За все время той фотосессии Рок-звезда ни разу не улыбнулась. Только раз. Когда собиралась уходить с панели и занесла ногу. Она усмехнулась, глядя в пол. При этом так трогательно придерживала прядь волос, упавшую на лицо. Рука замерла у щеки, грустный взгляд и сардоническая улыбка.
В дальнейшем этот кадр стал любимым снимком не только моим, но и миллионов поклонников. Большая часть из этих поклонников относилась к тому типу фанатов, которые без дополнительных напоминаний о кумире и не вспомнят. Лицемеры, поддерживающие волны времени, периоды популярности.
В отличие от остальных, на мне было вполне скромное шифоновое фиолетовое платьице. «Глубокий насыщенный цвет» – как из рекламы порошка. Корсет плотно облегал тело, так что лишний раз и не вздохнуть. Часть лифа твердой стойкой поднималась до правого плеча.
Несмотря на отличный макияж, мои фотографии все равно казались не ровней других. Как «из князи в грязи» или простушка в высшем обществе. Если ты «колхоз», то без хирургического вмешательства никакие бриллианты не превратят тебя в королеву.
Расстраивало ли это меня?
Скорее, злило и бесило.
Я впустую тратила время. Дедушки здесь точно не встретить.
Помню, как через неделю после его похорон пришла к нему домой и обнаружила его на кухне. Чуть в обморок не грохнулась. А он преспокойно сидел за столом и мастерил мушки для рыбалки.
- Дедушка? – спросила я тогда, - разве ты не умер? Мы же… Тебя… Похоронили! Неделю назад. Я помню. Не могло же присниться.
- Пока я тебе нужен, - вздохнул он и посмотрел на меня своими большими теплыми глазами, - пока я тебе нужен, я буду здесь.

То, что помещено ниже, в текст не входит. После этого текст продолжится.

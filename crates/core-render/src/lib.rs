//! Terminal rendering: a Unicode-aware cell grid (`Frame`), a thin batched
//! writer around `crossterm`, and two paint passes — one for the editor text
//! pane, one for the Gantt display pane built from `core-layout::Layout`.
//!
//! `core-layout` already computes every pixel rect and curve point a
//! renderer needs (§4.G); this crate's job is strictly the last mile of
//! turning that data, plus the text buffer, into terminal cells and
//! `crossterm` commands. It repaints the whole frame every cycle rather than
//! diffing against a previous one — partial/dirty-region repainting is
//! rasterization-engine territory the spec explicitly keeps out of scope,
//! and at this domain's scale (a project plan, not a full-screen editor of
//! arbitrary files) a full repaint per ~10ms cycle is cheap enough not to
//! need it.
//!
//! Cell clusters are full grapheme clusters (not single `char`s) so
//! multi-byte/wide glyphs in task and user names never get split across
//! cells; continuation cells (`width == 0`) hold the remaining columns of a
//! wide cluster and are never printed.

use bitflags::bitflags;

pub mod paint;
pub mod timing;
pub mod viewport;
pub mod writer;

bitflags! {
    #[derive(Debug, Clone, Copy, PartialEq, Eq)]
    pub struct CellFlags: u8 {
        const REVERSE = 0b0000_0001; // reverse-video (software cursor / selection)
    }
}

#[derive(Debug, Clone, PartialEq)]
pub struct Cell {
    /// Full grapheme cluster string (leader cells only). Empty for continuation cells.
    pub cluster: String,
    /// Visual width in terminal columns. `0` designates a continuation cell.
    pub width: u8,
    pub flags: CellFlags,
    /// Foreground RGB, used to approximate a task's status color (§6 palette)
    /// in the display pane. `None` paints with the terminal's default color.
    pub fg: Option<(u8, u8, u8)>,
}

impl Cell {
    #[inline]
    pub fn leader(cluster: &str, width: u16, flags: CellFlags, fg: Option<(u8, u8, u8)>) -> Self {
        Self {
            cluster: cluster.to_string(),
            width: width.max(1) as u8,
            flags,
            fg,
        }
    }
    #[inline]
    pub fn continuation(flags: CellFlags) -> Self {
        Self {
            cluster: String::new(),
            width: 0,
            flags,
            fg: None,
        }
    }
    #[inline]
    pub fn is_leader(&self) -> bool {
        self.width > 0
    }
    #[inline]
    pub fn visual_width(&self) -> u16 {
        self.width as u16
    }
}

impl Default for Cell {
    fn default() -> Self {
        Cell {
            cluster: " ".to_string(),
            width: 1,
            flags: CellFlags::empty(),
            fg: None,
        }
    }
}

#[derive(Debug, Clone)]
pub struct Frame {
    pub width: u16,
    pub height: u16,
    pub cells: Vec<Cell>,
}

impl Frame {
    pub fn new(width: u16, height: u16) -> Self {
        Self {
            width,
            height,
            cells: vec![Cell::default(); (width as usize) * (height as usize)],
        }
    }

    #[inline]
    fn index(&self, x: u16, y: u16) -> Option<usize> {
        if x < self.width && y < self.height {
            Some(y as usize * self.width as usize + x as usize)
        } else {
            None
        }
    }

    /// Set a full cluster at (x,y) and populate continuation cells for its width.
    pub fn set_cluster(
        &mut self,
        x: u16,
        y: u16,
        cluster: &str,
        width: u16,
        flags: CellFlags,
        fg: Option<(u8, u8, u8)>,
    ) {
        if x >= self.width || y >= self.height {
            return;
        }
        let w = width.max(1).min(self.width - x);
        if let Some(idx) = self.index(x, y) {
            self.cells[idx] = Cell::leader(cluster, w, flags, fg);
        }
        for dx in 1..w {
            if let Some(c_idx) = self.index(x + dx, y) {
                self.cells[c_idx] = Cell::continuation(flags);
            }
        }
    }

    /// Write a plain ASCII/Unicode string starting at (x,y), one grapheme
    /// cluster per advancing cell, clipped to the frame width.
    pub fn set_str(&mut self, x: u16, y: u16, s: &str, flags: CellFlags, fg: Option<(u8, u8, u8)>) {
        let mut cursor = x;
        for g in core_text::grapheme::iter(s) {
            if cursor >= self.width {
                break;
            }
            let w = core_text::grapheme::cluster_width(g).max(1) as u16;
            self.set_cluster(cursor, y, g, w, flags, fg);
            cursor = cursor.saturating_add(w);
        }
    }

    pub fn apply_flags_span(&mut self, x: u16, y: u16, span_width: u16, flags: CellFlags) {
        let span = span_width.min(self.width.saturating_sub(x));
        for dx in 0..span {
            if let Some(idx) = self.index(x + dx, y) {
                self.cells[idx].flags |= flags;
            }
        }
    }

    /// Iterate leader cells of a row, yielding (&str, width, flags, fg, start_x).
    pub fn row_leaders(
        &self,
        y: u16,
    ) -> impl Iterator<Item = (&str, u16, CellFlags, Option<(u8, u8, u8)>, u16)> + '_ {
        let width = self.width;
        let start = y as usize * width as usize;
        let mut x = 0u16;
        std::iter::from_fn(move || {
            while x < width {
                let idx = start + x as usize;
                let cell = &self.cells[idx];
                if cell.is_leader() {
                    let w = cell.visual_width();
                    let out = (cell.cluster.as_str(), w, cell.flags, cell.fg, x);
                    x = x.saturating_add(w);
                    return Some(out);
                } else {
                    x += 1;
                }
            }
            None
        })
    }
}

/// Emit a `Frame` as a batch of `writer::Command`s starting at screen row
/// `origin_y`. Each row is cleared, then its leader clusters are printed in
/// column order, switching foreground color only at color-run boundaries.
pub fn emit_frame(w: &mut writer::Writer, frame: &Frame, origin_y: u16) {
    for row in 0..frame.height {
        w.move_to(0, origin_y + row);
        w.clear_line(0, origin_y + row);
        let mut current_fg: Option<(u8, u8, u8)> = None;
        let mut run = String::new();
        let mut run_start: Option<u16> = None;
        for (cluster, _width, _flags, fg, x) in frame.row_leaders(row) {
            if fg != current_fg {
                if let Some(start) = run_start.take() {
                    w.move_to(start, origin_y + row);
                    if let Some(rgb) = current_fg {
                        w.set_foreground(rgb);
                    }
                    w.print(std::mem::take(&mut run));
                    if current_fg.is_some() {
                        w.reset_foreground();
                    }
                }
                current_fg = fg;
                run_start = Some(x);
            }
            run.push_str(cluster);
        }
        if let Some(start) = run_start {
            w.move_to(start, origin_y + row);
            if let Some(rgb) = current_fg {
                w.set_foreground(rgb);
            }
            w.print(run);
            if current_fg.is_some() {
                w.reset_foreground();
            }
        }
    }
}

#[cfg(test)]
mod tests {
    use super::*;

    #[test]
    fn set_str_advances_by_cluster_width() {
        let mut f = Frame::new(10, 1);
        f.set_str(0, 0, "hi", CellFlags::empty(), None);
        let leaders: Vec<&str> = f.row_leaders(0).map(|(c, ..)| c).collect();
        assert_eq!(leaders, vec!["h", "i"]);
    }

    #[test]
    fn set_str_clips_at_frame_width() {
        let mut f = Frame::new(3, 1);
        f.set_str(0, 0, "abcdef", CellFlags::empty(), None);
        let leaders: Vec<&str> = f.row_leaders(0).map(|(c, ..)| c).collect();
        assert_eq!(leaders, vec!["a", "b", "c"]);
    }

    #[test]
    fn apply_flags_span_marks_leader_and_continuation() {
        let mut f = Frame::new(4, 1);
        f.set_cluster(0, 0, "x", 1, CellFlags::empty(), None);
        f.apply_flags_span(0, 0, 1, CellFlags::REVERSE);
        assert!(f.cells[0].flags.contains(CellFlags::REVERSE));
    }
}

Еще через два дня заявился один его старый друг-нотариус с завещанием, по которому все имущество дедушки безоговорочно переходило мне. Я сразу побежала к нему домой. Взбежала на пятый этаж, своим ключом открыла дверь. Запыхалась сильно. Хотела пить. Но больше всего – его увидеть и новостями поделиться.
Но его не оказалось дома.
Он так больше и не появился.
Как же я была глупа, думая, что в «доме, полном привидений» смогу его отыскать. Или встретить другое привидение, которое смогло бы передать послание моему дедушке.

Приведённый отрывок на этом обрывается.